TRY IT -
Copy out the entries below exactly as they stand, but only from the line containing "filename crates/qiyao-core/src/repository.rs" through the line containing "filename crates/form-store/src/repository.rs".

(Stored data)
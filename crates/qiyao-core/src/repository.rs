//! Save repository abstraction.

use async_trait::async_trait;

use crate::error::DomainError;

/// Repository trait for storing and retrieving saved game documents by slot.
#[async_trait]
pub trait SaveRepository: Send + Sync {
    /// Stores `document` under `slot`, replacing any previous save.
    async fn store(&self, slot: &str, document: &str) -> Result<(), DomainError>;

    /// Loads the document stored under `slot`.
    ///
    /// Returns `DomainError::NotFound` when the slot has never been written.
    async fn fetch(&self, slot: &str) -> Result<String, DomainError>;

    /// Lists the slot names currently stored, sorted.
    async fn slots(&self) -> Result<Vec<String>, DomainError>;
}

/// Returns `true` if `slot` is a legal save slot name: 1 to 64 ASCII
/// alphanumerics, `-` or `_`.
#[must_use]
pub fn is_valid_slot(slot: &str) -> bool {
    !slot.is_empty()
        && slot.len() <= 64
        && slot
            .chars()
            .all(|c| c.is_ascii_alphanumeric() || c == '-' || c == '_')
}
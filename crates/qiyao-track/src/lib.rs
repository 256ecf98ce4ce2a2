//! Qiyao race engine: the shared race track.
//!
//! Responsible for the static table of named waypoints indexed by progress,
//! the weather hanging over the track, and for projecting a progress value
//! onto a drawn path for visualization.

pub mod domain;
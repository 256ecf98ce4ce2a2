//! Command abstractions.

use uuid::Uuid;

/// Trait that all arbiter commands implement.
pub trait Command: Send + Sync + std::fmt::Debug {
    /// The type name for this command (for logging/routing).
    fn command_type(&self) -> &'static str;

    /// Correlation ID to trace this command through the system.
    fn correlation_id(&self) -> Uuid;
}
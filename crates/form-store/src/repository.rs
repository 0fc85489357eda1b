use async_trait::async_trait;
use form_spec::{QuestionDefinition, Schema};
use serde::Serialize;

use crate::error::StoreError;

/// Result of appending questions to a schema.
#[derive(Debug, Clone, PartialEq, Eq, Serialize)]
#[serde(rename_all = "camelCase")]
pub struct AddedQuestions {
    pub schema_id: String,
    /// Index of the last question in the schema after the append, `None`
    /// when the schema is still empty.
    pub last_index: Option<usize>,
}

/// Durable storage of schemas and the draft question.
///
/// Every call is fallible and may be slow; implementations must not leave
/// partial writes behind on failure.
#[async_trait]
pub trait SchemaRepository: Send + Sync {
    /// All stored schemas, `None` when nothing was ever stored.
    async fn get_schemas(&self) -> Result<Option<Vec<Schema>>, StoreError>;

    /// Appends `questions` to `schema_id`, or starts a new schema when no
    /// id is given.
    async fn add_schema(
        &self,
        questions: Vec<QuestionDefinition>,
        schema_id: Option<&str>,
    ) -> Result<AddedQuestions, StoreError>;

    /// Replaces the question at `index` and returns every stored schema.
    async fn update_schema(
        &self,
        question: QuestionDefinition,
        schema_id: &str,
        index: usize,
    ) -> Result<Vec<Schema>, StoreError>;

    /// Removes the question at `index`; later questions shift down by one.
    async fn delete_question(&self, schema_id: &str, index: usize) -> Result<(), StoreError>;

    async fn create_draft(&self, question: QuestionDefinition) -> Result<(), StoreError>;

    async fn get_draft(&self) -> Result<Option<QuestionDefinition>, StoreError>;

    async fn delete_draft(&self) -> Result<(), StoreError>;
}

* * *

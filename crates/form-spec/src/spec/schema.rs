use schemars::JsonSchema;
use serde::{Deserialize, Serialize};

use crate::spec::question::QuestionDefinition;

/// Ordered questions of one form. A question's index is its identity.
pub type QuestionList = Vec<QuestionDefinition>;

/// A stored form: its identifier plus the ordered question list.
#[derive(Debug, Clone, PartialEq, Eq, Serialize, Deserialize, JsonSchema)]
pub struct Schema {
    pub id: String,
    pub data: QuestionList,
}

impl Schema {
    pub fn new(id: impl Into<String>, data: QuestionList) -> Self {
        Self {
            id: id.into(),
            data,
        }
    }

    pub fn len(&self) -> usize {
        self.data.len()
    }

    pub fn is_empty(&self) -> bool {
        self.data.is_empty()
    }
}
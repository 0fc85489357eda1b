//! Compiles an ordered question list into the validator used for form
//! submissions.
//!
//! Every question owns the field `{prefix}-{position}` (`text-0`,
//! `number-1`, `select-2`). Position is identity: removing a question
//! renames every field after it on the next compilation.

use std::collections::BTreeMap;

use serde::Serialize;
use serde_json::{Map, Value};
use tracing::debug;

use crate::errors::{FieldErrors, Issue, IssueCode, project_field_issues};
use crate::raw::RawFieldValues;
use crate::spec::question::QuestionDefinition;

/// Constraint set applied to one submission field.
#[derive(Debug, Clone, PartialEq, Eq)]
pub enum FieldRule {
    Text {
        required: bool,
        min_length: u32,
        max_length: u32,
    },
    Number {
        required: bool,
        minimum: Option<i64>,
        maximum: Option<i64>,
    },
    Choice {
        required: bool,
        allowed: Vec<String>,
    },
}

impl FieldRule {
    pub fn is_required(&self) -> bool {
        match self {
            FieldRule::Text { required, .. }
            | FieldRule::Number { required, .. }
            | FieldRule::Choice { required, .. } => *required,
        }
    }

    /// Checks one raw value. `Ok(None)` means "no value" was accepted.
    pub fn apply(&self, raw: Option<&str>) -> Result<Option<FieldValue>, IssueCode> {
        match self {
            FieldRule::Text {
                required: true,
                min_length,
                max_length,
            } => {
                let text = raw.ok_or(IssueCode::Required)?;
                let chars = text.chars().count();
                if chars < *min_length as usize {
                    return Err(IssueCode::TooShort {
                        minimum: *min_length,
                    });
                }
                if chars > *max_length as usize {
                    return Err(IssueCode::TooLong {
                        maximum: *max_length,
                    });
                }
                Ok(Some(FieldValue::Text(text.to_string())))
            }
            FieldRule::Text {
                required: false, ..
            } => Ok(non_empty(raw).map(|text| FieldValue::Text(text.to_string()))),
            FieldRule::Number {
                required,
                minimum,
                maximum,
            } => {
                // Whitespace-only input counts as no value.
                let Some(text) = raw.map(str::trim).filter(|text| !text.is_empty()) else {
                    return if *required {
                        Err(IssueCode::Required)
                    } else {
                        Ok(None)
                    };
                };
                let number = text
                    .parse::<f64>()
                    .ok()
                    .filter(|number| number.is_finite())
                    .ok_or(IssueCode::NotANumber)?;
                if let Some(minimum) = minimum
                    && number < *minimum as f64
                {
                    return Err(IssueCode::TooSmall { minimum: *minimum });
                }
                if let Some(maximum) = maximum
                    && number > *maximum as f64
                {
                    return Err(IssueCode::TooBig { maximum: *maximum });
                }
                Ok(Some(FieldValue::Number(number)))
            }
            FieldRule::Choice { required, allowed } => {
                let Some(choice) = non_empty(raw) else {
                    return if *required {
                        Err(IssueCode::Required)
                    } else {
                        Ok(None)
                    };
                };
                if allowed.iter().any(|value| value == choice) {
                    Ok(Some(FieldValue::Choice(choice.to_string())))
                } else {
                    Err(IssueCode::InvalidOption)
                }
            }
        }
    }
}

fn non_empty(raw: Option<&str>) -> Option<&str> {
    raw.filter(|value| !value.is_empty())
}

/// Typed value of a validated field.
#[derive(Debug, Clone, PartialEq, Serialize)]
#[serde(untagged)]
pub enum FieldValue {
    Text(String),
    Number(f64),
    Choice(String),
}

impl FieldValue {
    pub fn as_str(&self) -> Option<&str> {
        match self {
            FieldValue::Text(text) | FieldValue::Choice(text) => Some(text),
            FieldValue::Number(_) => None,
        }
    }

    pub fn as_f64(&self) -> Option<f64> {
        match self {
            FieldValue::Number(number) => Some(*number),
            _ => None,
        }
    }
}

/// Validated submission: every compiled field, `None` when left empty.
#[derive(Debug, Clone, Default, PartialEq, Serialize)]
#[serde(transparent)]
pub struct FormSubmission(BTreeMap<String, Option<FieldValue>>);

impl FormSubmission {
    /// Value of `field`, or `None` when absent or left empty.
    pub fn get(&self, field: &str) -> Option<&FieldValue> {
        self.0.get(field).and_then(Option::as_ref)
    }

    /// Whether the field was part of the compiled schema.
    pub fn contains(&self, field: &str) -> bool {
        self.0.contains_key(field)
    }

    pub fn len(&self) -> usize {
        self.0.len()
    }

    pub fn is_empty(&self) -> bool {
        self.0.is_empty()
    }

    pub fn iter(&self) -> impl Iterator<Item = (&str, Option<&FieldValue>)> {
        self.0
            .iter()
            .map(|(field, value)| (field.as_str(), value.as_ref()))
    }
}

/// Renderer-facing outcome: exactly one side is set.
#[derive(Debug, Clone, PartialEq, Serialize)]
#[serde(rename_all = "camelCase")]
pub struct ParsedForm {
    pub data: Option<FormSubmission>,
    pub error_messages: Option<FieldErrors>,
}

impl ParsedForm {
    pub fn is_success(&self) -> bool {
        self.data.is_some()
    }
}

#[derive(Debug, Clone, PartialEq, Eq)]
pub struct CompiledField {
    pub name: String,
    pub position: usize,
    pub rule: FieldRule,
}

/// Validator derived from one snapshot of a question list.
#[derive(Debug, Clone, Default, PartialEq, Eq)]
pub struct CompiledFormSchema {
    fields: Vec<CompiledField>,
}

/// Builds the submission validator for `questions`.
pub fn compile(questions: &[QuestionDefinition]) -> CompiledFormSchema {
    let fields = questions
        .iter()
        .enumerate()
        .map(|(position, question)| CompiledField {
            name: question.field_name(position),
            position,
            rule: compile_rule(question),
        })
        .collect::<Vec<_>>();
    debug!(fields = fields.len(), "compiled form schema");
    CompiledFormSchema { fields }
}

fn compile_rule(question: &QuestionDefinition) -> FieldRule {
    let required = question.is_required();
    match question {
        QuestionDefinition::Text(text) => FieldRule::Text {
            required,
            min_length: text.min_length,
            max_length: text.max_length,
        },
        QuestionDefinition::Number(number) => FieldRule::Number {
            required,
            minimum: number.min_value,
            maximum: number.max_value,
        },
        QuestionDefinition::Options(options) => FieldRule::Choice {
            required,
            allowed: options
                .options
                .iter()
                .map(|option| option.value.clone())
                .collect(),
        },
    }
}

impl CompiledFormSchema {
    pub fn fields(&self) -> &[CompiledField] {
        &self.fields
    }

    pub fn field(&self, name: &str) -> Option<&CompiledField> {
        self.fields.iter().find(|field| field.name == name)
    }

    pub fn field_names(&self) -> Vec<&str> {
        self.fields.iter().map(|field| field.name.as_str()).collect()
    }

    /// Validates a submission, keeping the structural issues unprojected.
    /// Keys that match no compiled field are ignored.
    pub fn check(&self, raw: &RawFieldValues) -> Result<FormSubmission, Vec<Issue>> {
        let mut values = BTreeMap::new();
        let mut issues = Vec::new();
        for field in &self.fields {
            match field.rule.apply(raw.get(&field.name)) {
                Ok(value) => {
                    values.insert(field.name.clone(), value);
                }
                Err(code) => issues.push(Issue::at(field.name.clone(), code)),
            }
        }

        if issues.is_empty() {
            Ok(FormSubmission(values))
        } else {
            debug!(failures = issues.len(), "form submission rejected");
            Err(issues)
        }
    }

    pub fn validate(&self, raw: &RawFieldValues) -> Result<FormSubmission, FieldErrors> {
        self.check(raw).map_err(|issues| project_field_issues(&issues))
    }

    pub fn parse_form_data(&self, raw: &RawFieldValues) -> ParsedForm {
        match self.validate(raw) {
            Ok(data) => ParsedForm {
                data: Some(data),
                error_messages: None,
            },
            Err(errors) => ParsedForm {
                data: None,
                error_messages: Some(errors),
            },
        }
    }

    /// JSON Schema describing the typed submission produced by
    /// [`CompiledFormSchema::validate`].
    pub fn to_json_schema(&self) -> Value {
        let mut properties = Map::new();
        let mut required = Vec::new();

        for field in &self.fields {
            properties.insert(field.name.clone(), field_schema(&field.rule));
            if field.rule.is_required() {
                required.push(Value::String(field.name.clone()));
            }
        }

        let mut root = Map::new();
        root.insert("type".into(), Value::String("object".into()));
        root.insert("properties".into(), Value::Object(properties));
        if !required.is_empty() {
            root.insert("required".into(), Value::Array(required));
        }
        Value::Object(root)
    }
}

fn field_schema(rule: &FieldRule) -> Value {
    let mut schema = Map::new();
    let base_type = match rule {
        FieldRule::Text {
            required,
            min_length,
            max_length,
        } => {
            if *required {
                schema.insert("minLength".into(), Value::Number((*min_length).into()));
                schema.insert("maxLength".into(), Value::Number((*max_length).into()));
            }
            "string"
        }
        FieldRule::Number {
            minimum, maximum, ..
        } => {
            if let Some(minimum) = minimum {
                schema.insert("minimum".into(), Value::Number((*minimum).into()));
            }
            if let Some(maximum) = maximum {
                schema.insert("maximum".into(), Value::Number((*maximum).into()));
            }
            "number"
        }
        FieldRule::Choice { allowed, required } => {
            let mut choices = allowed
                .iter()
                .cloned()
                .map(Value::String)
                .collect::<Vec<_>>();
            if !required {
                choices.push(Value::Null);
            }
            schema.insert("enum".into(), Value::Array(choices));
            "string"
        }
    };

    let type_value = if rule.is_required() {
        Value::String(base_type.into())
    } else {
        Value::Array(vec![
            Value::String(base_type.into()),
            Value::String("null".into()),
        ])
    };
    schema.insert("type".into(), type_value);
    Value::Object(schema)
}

* * *

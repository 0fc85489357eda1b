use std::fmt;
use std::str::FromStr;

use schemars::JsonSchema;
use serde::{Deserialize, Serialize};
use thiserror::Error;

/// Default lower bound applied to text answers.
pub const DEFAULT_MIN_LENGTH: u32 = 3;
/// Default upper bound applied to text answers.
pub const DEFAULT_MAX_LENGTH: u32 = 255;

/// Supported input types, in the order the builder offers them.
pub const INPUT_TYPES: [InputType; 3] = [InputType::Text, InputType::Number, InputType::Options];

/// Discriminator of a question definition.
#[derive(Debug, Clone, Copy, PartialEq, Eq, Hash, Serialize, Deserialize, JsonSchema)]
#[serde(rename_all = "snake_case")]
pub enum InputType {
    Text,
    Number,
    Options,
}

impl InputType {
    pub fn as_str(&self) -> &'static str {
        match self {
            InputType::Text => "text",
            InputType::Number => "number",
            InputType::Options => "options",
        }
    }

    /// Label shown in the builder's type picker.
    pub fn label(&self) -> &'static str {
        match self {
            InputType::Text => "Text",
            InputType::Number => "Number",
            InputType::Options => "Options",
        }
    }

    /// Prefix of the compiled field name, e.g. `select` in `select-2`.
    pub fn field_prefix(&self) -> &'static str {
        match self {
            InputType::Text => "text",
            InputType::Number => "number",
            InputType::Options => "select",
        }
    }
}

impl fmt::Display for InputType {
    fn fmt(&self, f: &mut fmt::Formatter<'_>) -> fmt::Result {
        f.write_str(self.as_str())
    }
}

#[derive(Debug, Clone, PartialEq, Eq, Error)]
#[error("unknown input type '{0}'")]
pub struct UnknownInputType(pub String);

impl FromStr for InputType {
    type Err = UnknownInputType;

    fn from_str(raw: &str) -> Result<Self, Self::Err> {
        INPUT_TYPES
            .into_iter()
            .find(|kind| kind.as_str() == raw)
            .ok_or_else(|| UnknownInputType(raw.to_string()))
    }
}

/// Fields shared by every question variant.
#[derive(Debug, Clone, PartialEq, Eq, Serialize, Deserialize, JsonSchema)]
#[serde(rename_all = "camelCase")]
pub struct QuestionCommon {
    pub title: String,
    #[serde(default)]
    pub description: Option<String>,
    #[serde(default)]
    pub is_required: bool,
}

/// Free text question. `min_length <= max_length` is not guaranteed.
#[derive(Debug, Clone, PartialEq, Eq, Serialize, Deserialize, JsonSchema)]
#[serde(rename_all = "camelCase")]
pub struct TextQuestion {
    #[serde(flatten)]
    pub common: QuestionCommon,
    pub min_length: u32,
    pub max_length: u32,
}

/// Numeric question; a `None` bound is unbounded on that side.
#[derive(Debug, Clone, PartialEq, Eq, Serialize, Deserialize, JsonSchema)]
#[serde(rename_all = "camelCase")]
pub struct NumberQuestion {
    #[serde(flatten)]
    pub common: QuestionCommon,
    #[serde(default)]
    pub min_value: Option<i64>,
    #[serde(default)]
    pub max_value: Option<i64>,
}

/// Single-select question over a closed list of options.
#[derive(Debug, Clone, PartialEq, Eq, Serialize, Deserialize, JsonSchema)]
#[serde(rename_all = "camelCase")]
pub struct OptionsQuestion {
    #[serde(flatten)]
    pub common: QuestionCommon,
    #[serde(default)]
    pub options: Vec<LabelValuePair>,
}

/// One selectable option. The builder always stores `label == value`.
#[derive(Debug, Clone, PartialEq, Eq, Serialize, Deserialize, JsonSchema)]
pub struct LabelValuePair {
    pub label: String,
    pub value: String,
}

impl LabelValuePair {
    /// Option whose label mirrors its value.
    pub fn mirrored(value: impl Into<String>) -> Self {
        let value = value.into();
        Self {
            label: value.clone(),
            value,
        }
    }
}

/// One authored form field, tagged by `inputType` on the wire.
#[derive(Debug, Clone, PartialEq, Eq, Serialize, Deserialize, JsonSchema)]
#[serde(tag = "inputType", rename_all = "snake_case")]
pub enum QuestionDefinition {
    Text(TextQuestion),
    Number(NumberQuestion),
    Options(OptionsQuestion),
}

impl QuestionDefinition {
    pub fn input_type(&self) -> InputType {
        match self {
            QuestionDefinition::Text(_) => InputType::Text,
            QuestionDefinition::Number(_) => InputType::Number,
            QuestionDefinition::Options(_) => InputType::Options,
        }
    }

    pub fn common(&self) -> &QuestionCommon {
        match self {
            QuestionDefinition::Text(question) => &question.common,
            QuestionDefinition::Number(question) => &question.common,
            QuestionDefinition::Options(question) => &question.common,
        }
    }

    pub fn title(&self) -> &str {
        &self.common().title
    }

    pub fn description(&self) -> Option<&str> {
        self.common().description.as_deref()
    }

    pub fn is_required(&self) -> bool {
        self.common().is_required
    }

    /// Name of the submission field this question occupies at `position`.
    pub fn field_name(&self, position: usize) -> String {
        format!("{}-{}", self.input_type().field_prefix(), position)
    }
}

RESPONSE AREA -
filename crates/qiyao-core/src/repository.rs
//! Save repository abstraction.

use async_trait::async_trait;

use crate::error::DomainError;

/// Repository trait for storing and retrieving saved game documents by slot.
#[async_trait]
pub trait SaveRepository: Send + Sync {
    /// Stores `document` under `slot`, replacing any previous save.
    async fn store(&self, slot: &str, document: &str) -> Result<(), DomainError>;

    /// Loads the document stored under `slot`.
    ///
    /// Returns `DomainError::NotFound` when the slot has never been written.
    async fn fetch(&self, slot: &str) -> Result<String, DomainError>;

    /// Lists the slot names currently stored, sorted.
    async fn slots(&self) -> Result<Vec<String>, DomainError>;
}

/// Returns `true` if `slot` is a legal save slot name: 1 to 64 ASCII
/// alphanumerics, `-` or `_`.
#[must_use]
pub fn is_valid_slot(slot: &str) -> bool {
    !slot.is_empty()
        && slot.len() <= 64
        && slot
            .chars()
            .all(|c| c.is_ascii_alphanumeric() || c == '-' || c == '_')
}
filename crates/qiyao-track/src/lib.rs
repository 256ecf98ce4ce2a2
//! Qiyao race engine: the shared race track.
//!
//! Responsible for the static table of named waypoints indexed by progress,
//! the weather hanging over the track, and for projecting a progress value
//! onto a drawn path for visualization.

pub mod domain;
repository 256ecf98ce4ce2a2
//! Command abstractions.

use uuid::Uuid;

/// Trait that all arbiter commands implement.
pub trait Command: Send + Sync + std::fmt::Debug {
    /// The type name for this command (for logging/routing).
    fn command_type(&self) -> &'static str;

    /// Correlation ID to trace this command through the system.
    fn correlation_id(&self) -> Uuid;
}
filename crates/form-store/src/repository.rs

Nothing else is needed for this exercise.